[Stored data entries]
====================

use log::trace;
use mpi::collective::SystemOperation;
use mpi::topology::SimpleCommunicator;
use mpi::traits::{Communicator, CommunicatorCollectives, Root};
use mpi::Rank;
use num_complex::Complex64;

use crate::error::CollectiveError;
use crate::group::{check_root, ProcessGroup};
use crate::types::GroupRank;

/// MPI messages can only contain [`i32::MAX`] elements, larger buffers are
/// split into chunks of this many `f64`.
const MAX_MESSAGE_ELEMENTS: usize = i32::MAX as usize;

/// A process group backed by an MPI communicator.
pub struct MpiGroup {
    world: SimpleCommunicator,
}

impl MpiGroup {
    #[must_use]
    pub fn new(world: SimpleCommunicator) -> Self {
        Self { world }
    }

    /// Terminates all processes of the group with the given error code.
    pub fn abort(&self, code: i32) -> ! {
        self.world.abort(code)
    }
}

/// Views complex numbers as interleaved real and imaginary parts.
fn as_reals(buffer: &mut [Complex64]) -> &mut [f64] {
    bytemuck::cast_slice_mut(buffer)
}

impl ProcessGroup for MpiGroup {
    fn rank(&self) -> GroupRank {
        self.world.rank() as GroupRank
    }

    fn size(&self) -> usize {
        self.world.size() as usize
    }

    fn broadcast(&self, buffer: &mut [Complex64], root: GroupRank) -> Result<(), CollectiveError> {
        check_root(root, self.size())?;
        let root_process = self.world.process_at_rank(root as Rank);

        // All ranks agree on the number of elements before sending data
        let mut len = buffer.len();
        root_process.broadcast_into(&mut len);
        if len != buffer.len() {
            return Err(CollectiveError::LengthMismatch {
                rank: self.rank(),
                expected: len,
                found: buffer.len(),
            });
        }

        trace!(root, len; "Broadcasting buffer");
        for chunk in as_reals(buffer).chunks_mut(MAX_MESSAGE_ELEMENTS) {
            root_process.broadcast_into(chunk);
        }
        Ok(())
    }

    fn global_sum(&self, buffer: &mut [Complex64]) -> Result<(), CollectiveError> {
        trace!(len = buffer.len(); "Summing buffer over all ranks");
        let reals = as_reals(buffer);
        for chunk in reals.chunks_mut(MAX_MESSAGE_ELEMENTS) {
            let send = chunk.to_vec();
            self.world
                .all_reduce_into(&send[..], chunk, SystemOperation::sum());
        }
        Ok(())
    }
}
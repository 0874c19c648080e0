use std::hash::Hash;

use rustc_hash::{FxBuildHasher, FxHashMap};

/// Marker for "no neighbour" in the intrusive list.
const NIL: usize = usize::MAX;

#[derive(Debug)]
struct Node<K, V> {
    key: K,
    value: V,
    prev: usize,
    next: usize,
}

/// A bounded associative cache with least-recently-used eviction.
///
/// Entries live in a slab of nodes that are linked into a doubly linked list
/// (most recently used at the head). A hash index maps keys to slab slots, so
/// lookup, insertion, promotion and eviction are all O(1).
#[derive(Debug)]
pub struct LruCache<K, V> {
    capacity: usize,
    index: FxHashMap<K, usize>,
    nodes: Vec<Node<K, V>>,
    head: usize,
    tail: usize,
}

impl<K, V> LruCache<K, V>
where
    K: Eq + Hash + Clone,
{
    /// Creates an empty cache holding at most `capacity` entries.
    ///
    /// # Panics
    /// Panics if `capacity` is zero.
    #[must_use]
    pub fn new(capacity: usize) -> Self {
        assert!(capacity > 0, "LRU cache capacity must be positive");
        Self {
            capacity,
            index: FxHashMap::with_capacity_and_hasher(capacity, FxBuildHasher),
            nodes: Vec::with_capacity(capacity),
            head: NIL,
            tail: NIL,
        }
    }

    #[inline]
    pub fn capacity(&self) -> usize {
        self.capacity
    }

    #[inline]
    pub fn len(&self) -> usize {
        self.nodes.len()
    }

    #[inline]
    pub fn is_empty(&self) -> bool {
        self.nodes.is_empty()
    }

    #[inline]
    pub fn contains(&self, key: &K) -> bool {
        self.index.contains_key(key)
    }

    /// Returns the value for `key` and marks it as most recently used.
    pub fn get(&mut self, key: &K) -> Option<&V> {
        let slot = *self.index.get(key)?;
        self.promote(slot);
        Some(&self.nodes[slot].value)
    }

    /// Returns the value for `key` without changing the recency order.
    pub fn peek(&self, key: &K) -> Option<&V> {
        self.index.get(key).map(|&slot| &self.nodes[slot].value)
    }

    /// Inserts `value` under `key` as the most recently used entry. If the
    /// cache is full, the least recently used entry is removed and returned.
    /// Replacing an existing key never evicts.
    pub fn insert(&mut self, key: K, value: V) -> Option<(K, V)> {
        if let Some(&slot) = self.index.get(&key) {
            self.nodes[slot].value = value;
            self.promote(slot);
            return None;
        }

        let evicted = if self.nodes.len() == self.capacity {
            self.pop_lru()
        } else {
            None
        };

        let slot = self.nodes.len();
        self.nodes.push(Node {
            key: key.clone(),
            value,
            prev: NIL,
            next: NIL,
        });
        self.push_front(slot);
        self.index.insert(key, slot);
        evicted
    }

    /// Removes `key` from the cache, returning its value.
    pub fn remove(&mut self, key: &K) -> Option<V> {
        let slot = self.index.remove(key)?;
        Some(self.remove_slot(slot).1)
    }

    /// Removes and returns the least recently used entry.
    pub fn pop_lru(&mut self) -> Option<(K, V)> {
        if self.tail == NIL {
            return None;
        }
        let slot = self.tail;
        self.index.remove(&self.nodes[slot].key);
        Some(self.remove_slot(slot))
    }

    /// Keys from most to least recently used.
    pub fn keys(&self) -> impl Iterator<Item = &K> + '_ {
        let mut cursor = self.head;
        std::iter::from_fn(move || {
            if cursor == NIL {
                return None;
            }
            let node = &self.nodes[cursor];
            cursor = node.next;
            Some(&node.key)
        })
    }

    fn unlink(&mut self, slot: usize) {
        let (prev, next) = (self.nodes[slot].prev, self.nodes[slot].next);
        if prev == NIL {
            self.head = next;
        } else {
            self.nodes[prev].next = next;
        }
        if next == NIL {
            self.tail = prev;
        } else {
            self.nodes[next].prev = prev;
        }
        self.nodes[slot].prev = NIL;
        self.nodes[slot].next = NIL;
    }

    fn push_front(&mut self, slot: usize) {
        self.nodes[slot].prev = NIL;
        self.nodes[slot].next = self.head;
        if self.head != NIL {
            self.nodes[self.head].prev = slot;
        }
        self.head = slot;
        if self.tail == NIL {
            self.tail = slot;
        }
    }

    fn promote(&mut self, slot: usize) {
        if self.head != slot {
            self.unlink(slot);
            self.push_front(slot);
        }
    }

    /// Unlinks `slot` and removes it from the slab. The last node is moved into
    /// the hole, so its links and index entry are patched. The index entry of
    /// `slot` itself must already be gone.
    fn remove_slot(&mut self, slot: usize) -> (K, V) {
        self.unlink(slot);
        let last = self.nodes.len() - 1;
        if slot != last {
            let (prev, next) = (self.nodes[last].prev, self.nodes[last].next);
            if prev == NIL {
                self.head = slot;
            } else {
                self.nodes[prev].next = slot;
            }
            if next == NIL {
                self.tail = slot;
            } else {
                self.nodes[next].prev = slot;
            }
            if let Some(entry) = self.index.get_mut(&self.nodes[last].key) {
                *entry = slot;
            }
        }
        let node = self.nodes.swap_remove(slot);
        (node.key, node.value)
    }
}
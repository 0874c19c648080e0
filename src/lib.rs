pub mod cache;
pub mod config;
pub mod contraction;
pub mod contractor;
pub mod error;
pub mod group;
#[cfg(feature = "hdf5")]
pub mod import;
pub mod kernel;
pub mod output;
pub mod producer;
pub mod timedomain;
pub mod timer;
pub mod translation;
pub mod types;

====================

Action item: Transcribe every line above, character for character.

Output:
use log::trace;
use mpi::collective::SystemOperation;
use mpi::topology::SimpleCommunicator;
use mpi::traits::{Communicator, CommunicatorCollectives, Root};
use mpi::Rank;
use num_complex::Complex64;

use crate::error::CollectiveError;
use crate::group::{check_root, ProcessGroup};
use crate::types::GroupRank;

/// MPI messages can only contain [`i32::MAX`] elements, larger buffers are
/// split into chunks of this many `f64`.
const MAX_MESSAGE_ELEMENTS: usize = i32::MAX as usize;

/// A process group backed by an MPI communicator.
pub struct MpiGroup {
    world: SimpleCommunicator,
}

impl MpiGroup {
    #[must_use]
    pub fn new(world: SimpleCommunicator) -> Self {
        Self { world }
    }

    /// Terminates all processes of the group with the given error code.
    pub fn abort(&self, code: i32) -> ! {
        self.world.abort(code)
    }
}

/// Views complex numbers as interleaved real and imaginary parts.
fn as_reals(buffer: &mut [Complex64]) -> &mut [f64] {
    bytemuck::cast_slice_mut(buffer)
}

impl ProcessGroup for MpiGroup {
    fn rank(&self) -> GroupRank {
        self.world.rank() as GroupRank
    }

    fn size(&self) -> usize {
        self.world.size() as usize
    }

    fn broadcast(&self, buffer: &mut [Complex64], root: GroupRank) -> Result<(), CollectiveError> {
        check_root(root, self.size())?;
        let root_process = self.world.process_at_rank(root as Rank);

        // All ranks agree on the number of elements before sending data
        let mut len = buffer.len();
        root_process.broadcast_into(&mut len);
        if len != buffer.len() {
            return Err(CollectiveError::LengthMismatch {
                rank: self.rank(),
                expected: len,
                found: buffer.len(),
            });
        }

        trace!(root, len; "Broadcasting buffer");
        for chunk in as_reals(buffer).chunks_mut(MAX_MESSAGE_ELEMENTS) {
            root_process.broadcast_into(chunk);
        }
        Ok(())
    }

    fn global_sum(&self, buffer: &mut [Complex64]) -> Result<(), CollectiveError> {
        trace!(len = buffer.len(); "Summing buffer over all ranks");
        let reals = as_reals(buffer);
        for chunk in reals.chunks_mut(MAX_MESSAGE_ELEMENTS) {
            let send = chunk.to_vec();
            self.world
                .all_reduce_into(&send[..], chunk, SystemOperation::sum());
        }
        Ok(())
    }
}
repository 0874c19c648080e0
use std::hash::Hash;

use rustc_hash::{FxBuildHasher, FxHashMap};

/// Marker for "no neighbour" in the intrusive list.
const NIL: usize = usize::MAX;

#[derive(Debug)]
struct Node<K, V> {
    key: K,
    value: V,
    prev: usize,
    next: usize,
}

/// A bounded associative cache with least-recently-used eviction.
///
/// Entries live in a slab of nodes that are linked into a doubly linked list
/// (most recently used at the head). A hash index maps keys to slab slots, so
/// lookup, insertion, promotion and eviction are all O(1).
#[derive(Debug)]
pub struct LruCache<K, V> {
    capacity: usize,
    index: FxHashMap<K, usize>,
    nodes: Vec<Node<K, V>>,
    head: usize,
    tail: usize,
}

impl<K, V> LruCache<K, V>
where
    K: Eq + Hash + Clone,
{
    /// Creates an empty cache holding at most `capacity` entries.
    ///
    /// # Panics
    /// Panics if `capacity` is zero.
    #[must_use]
    pub fn new(capacity: usize) -> Self {
        assert!(capacity > 0, "LRU cache capacity must be positive");
        Self {
            capacity,
            index: FxHashMap::with_capacity_and_hasher(capacity, FxBuildHasher),
            nodes: Vec::with_capacity(capacity),
            head: NIL,
            tail: NIL,
        }
    }

    #[inline]
    pub fn capacity(&self) -> usize {
        self.capacity
    }

    #[inline]
    pub fn len(&self) -> usize {
        self.nodes.len()
    }

    #[inline]
    pub fn is_empty(&self) -> bool {
        self.nodes.is_empty()
    }

    #[inline]
    pub fn contains(&self, key: &K) -> bool {
        self.index.contains_key(key)
    }

    /// Returns the value for `key` and marks it as most recently used.
    pub fn get(&mut self, key: &K) -> Option<&V> {
        let slot = *self.index.get(key)?;
        self.promote(slot);
        Some(&self.nodes[slot].value)
    }

    /// Returns the value for `key` without changing the recency order.
    pub fn peek(&self, key: &K) -> Option<&V> {
        self.index.get(key).map(|&slot| &self.nodes[slot].value)
    }

    /// Inserts `value` under `key` as the most recently used entry. If the
    /// cache is full, the least recently used entry is removed and returned.
    /// Replacing an existing key never evicts.
    pub fn insert(&mut self, key: K, value: V) -> Option<(K, V)> {
        if let Some(&slot) = self.index.get(&key) {
            self.nodes[slot].value = value;
            self.promote(slot);
            return None;
        }

        let evicted = if self.nodes.len() == self.capacity {
            self.pop_lru()
        } else {
            None
        };

        let slot = self.nodes.len();
        self.nodes.push(Node {
            key: key.clone(),
            value,
            prev: NIL,
            next: NIL,
        });
        self.push_front(slot);
        self.index.insert(key, slot);
        evicted
    }

    /// Removes `key` from the cache, returning its value.
    pub fn remove(&mut self, key: &K) -> Option<V> {
        let slot = self.index.remove(key)?;
        Some(self.remove_slot(slot).1)
    }

    /// Removes and returns the least recently used entry.
    pub fn pop_lru(&mut self) -> Option<(K, V)> {
        if self.tail == NIL {
            return None;
        }
        let slot = self.tail;
        self.index.remove(&self.nodes[slot].key);
        Some(self.remove_slot(slot))
    }

    /// Keys from most to least recently used.
    pub fn keys(&self) -> impl Iterator<Item = &K> + '_ {
        let mut cursor = self.head;
        std::iter::from_fn(move || {
            if cursor == NIL {
                return None;
            }
            let node = &self.nodes[cursor];
            cursor = node.next;
            Some(&node.key)
        })
    }

    fn unlink(&mut self, slot: usize) {
        let (prev, next) = (self.nodes[slot].prev, self.nodes[slot].next);
        if prev == NIL {
            self.head = next;
        } else {
            self.nodes[prev].next = next;
        }
        if next == NIL {
            self.tail = prev;
        } else {
            self.nodes[next].prev = prev;
        }
        self.nodes[slot].prev = NIL;
        self.nodes[slot].next = NIL;
    }

    fn push_front(&mut self, slot: usize) {
        self.nodes[slot].prev = NIL;
        self.nodes[slot].next = self.head;
        if self.head != NIL {
            self.nodes[self.head].prev = slot;
        }
        self.head = slot;
        if self.tail == NIL {
            self.tail = slot;
        }
    }

    fn promote(&mut self, slot: usize) {
        if self.head != slot {
            self.unlink(slot);
            self.push_front(slot);
        }
    }

    /// Unlinks `slot` and removes it from the slab. The last node is moved into
    /// the hole, so its links and index entry are patched. The index entry of
    /// `slot` itself must already be gone.
    fn remove_slot(&mut self, slot: usize) -> (K, V) {
        self.unlink(slot);
        let last = self.nodes.len() - 1;
        if slot != last {
            let (prev, next) = (self.nodes[last].prev, self.nodes[last].next);
            if prev == NIL {
                self.head = slot;
            } else {
                self.nodes[prev].next = slot;
            }
            if next == NIL {
                self.tail = slot;
            } else {
                self.nodes[next].prev = slot;
            }
            if let Some(entry) = self.index.get_mut(&self.nodes[last].key) {
                *entry = slot;
            }
        }
        let node = self.nodes.swap_remove(slot);
        (node.key, node.value)
    }
}
repository 0874c19c648080e0
filename src/lib.rs
pub mod cache;
pub mod config;
pub mod contraction;
pub mod contractor;
pub mod error;
pub mod group;
#[cfg(feature = "hdf5")]
pub mod import;
pub mod kernel;
pub mod output;
pub mod producer;
pub mod timedomain;
pub mod timer;
pub mod translation;
pub mod types;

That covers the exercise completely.